[Saved data entries]
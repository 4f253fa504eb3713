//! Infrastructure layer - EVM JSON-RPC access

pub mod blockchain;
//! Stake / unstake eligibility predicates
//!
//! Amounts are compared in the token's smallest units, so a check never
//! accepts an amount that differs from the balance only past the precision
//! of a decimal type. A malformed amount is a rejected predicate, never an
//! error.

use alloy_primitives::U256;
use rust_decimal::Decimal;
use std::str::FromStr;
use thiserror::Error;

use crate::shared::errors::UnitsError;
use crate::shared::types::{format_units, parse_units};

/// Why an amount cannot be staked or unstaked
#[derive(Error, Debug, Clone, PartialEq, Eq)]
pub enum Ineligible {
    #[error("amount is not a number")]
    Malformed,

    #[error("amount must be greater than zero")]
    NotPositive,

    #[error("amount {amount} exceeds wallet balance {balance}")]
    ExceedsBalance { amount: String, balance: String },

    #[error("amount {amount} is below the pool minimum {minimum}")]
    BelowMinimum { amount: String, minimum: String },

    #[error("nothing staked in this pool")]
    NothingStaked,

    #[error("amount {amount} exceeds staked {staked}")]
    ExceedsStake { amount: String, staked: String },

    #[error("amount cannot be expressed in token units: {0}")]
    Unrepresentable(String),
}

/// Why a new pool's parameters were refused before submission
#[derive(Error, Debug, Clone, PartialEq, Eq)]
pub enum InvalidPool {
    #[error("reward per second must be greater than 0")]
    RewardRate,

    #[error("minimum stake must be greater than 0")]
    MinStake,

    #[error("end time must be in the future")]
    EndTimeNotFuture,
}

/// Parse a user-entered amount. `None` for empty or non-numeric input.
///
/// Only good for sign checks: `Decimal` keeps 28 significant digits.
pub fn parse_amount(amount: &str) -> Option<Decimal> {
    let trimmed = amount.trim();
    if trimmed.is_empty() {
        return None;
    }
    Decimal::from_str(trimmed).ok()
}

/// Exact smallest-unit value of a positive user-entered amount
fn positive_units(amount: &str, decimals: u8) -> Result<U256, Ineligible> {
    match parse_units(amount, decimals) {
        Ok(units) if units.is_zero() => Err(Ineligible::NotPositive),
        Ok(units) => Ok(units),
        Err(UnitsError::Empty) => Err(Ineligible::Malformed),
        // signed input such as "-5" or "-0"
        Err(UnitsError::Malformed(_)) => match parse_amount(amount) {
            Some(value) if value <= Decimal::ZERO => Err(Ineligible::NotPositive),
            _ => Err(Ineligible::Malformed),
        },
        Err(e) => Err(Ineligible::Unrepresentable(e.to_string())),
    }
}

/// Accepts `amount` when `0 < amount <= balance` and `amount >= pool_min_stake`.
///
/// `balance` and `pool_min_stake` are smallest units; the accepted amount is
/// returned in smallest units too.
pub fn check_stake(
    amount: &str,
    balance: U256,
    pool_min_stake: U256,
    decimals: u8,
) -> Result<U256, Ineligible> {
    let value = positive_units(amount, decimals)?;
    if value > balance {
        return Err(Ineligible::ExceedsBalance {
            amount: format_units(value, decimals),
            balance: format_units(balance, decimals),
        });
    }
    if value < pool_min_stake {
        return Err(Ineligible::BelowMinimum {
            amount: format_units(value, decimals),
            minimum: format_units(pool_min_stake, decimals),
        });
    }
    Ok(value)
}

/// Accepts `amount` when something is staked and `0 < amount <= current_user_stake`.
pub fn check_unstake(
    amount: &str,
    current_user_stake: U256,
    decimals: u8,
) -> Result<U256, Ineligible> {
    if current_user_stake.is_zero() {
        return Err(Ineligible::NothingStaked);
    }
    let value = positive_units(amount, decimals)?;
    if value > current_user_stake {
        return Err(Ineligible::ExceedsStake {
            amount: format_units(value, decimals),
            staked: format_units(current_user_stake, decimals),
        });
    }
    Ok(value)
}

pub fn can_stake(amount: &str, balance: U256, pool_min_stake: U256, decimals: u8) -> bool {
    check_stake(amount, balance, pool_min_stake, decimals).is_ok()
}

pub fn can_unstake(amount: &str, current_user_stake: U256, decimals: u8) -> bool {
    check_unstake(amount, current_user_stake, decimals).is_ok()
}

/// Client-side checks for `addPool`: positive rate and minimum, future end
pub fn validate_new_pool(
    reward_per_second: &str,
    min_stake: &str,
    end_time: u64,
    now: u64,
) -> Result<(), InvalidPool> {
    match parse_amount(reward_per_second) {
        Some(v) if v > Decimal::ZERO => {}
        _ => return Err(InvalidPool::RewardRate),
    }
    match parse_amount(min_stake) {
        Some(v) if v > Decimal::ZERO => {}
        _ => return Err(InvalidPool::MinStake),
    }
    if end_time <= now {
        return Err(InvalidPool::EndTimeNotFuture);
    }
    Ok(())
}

● **TRY IT**
Quote the data above from the line containing "or non-numeric input." to the line containing "return None;", inclusive, and stop.

● **COMPLETED EXERCISE**
/// Parse a user-entered amount. `None` for empty or non-numeric input.
///
/// Only good for sign checks: `Decimal` keeps 28 significant digits.
pub fn parse_amount(amount: &str) -> Option<Decimal> {
    let trimmed = amount.trim();
    if trimmed.is_empty() {
        return None;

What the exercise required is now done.